Exercise goal | Give every line of the records exactly, please, from the first up to and including the one containing "use serde_json::Value;".
--- Information Enclosed Below ---
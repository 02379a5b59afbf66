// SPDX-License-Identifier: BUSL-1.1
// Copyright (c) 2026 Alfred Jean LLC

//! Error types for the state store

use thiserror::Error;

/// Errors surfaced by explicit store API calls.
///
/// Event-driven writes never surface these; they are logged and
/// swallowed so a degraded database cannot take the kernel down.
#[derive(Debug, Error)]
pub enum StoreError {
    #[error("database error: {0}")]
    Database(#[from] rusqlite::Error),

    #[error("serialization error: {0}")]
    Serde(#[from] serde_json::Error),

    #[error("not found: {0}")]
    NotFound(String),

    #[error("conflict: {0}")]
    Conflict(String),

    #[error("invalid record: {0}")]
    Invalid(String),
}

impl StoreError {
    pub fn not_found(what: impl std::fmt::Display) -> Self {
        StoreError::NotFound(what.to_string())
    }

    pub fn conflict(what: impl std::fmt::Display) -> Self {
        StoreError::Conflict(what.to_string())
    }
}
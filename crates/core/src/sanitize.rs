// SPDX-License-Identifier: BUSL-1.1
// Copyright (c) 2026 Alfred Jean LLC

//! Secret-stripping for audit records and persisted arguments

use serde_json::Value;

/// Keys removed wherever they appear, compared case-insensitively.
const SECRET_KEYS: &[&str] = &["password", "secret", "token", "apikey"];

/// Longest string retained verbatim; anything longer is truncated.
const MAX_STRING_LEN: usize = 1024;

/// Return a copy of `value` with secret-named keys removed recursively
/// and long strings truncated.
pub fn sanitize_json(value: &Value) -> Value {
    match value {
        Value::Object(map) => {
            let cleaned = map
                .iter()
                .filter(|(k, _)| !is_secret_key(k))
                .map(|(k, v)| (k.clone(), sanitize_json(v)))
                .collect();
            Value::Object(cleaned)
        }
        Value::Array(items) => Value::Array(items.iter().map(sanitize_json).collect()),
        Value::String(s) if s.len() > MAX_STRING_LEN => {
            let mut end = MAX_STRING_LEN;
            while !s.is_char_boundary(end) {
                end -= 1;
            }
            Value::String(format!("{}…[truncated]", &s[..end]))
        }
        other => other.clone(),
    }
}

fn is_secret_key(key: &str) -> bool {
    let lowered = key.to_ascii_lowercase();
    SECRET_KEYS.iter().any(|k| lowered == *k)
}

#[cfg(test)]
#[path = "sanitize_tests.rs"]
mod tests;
--- End of Enclosed Information ---
Result of the task |
repository 02379a5b59afbf66
// SPDX-License-Identifier: BUSL-1.1
// Copyright (c) 2026 Alfred Jean LLC

//! Error types for the state store

use thiserror::Error;

/// Errors surfaced by explicit store API calls.
///
/// Event-driven writes never surface these; they are logged and
/// swallowed so a degraded database cannot take the kernel down.
#[derive(Debug, Error)]
pub enum StoreError {
    #[error("database error: {0}")]
    Database(#[from] rusqlite::Error),

    #[error("serialization error: {0}")]
    Serde(#[from] serde_json::Error),

    #[error("not found: {0}")]
    NotFound(String),

    #[error("conflict: {0}")]
    Conflict(String),

    #[error("invalid record: {0}")]
    Invalid(String),
}

impl StoreError {
    pub fn not_found(what: impl std::fmt::Display) -> Self {
        StoreError::NotFound(what.to_string())
    }

    pub fn conflict(what: impl std::fmt::Display) -> Self {
        StoreError::Conflict(what.to_string())
    }
}
filename crates/core/src/sanitize.rs
// SPDX-License-Identifier: BUSL-1.1
// Copyright (c) 2026 Alfred Jean LLC

//! Secret-stripping for audit records and persisted arguments

use serde_json::Value;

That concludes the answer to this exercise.